* _Directions_:
Your answer should consist of each line from the data below that contains "headers".

(Stored items)
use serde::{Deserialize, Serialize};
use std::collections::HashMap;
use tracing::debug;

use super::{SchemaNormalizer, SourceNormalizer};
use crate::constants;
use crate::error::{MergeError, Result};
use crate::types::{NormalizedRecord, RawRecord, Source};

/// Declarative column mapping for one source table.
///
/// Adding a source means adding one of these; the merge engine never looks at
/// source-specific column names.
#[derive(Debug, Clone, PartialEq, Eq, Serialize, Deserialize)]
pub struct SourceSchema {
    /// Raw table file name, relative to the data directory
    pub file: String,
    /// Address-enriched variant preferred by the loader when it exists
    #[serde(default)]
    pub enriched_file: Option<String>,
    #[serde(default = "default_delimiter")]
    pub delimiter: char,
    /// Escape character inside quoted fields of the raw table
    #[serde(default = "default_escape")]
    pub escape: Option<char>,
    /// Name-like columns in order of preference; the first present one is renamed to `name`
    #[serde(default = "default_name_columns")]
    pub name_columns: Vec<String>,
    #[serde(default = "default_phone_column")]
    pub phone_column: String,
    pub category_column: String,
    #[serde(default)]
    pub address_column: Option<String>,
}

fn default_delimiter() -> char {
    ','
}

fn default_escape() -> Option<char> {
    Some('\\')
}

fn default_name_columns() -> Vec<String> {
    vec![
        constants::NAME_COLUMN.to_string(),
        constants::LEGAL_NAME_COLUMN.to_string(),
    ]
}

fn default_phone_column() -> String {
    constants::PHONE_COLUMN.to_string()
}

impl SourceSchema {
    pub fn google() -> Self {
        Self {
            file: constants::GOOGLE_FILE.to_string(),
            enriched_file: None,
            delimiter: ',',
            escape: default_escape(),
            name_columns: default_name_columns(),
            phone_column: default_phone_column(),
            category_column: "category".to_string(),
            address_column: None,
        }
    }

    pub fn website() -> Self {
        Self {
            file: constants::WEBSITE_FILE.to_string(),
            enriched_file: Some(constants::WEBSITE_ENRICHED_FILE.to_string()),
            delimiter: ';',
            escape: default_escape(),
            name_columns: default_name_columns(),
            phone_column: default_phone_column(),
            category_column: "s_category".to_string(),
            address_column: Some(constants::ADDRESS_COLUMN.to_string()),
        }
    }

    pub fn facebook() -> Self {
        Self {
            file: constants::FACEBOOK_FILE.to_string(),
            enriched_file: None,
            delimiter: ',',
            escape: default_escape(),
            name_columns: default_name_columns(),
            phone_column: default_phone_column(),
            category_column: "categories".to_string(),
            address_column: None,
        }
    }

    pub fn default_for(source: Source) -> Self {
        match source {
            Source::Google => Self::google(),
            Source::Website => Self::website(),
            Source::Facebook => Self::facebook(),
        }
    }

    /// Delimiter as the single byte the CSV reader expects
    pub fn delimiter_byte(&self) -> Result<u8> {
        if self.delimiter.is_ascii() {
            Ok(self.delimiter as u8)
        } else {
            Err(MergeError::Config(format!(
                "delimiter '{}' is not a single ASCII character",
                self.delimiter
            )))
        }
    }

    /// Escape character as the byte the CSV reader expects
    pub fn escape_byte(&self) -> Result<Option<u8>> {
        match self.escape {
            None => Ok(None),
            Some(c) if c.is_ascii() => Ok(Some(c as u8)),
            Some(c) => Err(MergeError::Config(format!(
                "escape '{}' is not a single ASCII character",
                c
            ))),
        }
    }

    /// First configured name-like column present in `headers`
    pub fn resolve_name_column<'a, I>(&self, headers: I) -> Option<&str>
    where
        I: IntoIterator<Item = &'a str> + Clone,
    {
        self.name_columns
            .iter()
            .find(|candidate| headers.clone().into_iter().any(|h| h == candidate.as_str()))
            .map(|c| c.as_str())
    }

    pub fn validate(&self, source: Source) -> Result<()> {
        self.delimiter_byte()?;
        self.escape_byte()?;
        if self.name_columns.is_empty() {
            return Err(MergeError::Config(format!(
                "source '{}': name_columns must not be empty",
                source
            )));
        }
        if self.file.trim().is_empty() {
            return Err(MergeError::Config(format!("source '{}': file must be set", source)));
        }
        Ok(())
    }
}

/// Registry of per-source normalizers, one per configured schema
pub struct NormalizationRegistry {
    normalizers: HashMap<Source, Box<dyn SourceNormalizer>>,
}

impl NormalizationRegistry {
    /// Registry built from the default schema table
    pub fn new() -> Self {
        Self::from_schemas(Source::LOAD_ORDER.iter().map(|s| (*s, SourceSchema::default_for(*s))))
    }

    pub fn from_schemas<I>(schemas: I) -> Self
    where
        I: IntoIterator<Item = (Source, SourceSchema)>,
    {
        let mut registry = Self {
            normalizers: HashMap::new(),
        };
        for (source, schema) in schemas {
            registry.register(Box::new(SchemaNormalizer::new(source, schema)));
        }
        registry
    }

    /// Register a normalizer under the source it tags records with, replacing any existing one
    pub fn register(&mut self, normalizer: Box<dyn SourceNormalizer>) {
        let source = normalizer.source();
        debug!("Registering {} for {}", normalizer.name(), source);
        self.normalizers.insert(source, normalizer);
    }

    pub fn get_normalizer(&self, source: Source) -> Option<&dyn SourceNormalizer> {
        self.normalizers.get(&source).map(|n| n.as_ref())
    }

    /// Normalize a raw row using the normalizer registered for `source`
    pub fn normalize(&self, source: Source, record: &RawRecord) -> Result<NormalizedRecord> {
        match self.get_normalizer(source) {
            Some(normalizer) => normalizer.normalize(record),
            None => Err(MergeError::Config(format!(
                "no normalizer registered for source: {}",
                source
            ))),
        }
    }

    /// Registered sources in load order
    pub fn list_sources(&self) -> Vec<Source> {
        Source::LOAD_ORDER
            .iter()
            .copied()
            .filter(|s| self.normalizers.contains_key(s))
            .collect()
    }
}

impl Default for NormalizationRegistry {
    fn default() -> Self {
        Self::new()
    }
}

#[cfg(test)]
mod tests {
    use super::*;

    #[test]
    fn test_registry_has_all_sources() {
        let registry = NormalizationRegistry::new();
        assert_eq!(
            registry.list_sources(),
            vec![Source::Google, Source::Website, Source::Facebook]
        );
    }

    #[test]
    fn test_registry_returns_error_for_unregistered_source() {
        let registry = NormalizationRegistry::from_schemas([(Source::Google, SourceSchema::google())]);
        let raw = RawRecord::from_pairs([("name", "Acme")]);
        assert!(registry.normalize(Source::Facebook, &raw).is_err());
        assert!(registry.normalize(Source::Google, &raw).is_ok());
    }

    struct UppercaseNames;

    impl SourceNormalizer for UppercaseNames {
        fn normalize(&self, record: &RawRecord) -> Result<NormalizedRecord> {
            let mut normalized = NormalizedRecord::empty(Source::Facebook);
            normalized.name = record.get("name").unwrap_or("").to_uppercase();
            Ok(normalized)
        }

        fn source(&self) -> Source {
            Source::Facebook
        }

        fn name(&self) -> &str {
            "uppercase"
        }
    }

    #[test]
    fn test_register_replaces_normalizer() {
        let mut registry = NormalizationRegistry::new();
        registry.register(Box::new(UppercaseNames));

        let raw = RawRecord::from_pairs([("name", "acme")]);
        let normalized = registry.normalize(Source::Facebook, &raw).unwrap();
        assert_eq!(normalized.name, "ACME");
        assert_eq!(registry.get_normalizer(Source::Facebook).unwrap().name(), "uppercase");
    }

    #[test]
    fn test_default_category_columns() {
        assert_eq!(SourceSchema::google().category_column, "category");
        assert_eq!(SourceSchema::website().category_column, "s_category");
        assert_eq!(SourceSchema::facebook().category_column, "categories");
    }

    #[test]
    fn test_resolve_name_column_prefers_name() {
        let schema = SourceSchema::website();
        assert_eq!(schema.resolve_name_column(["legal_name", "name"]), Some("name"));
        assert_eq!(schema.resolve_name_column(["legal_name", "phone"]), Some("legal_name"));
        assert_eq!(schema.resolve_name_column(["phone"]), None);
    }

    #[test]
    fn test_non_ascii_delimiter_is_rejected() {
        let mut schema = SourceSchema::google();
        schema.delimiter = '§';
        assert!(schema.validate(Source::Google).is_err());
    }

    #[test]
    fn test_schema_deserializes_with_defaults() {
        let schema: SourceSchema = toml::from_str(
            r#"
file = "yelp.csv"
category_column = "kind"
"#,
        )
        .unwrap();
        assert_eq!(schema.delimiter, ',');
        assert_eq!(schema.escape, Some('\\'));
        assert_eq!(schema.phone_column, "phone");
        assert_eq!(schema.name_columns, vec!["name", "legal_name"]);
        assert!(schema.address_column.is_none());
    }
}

--

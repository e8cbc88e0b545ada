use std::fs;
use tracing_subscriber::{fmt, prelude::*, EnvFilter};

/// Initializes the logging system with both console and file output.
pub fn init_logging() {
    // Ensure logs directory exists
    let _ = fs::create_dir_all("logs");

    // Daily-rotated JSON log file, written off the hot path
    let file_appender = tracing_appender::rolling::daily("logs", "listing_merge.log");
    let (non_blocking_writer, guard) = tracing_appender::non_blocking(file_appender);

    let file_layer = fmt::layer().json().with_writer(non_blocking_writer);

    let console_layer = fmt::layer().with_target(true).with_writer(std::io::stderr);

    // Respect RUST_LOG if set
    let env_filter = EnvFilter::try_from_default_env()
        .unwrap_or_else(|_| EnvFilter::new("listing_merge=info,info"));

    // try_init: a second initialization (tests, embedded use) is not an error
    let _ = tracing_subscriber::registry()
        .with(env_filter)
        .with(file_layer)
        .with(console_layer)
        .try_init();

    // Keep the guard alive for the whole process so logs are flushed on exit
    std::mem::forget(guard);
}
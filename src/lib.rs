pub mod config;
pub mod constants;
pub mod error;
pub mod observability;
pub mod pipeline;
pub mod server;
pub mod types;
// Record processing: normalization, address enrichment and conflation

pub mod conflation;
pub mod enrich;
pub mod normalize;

* _Worked solution_:
    /// First configured name-like column present in `headers`
    pub fn resolve_name_column<'a, I>(&self, headers: I) -> Option<&str>
            .find(|candidate| headers.clone().into_iter().any(|h| h == candidate.as_str()))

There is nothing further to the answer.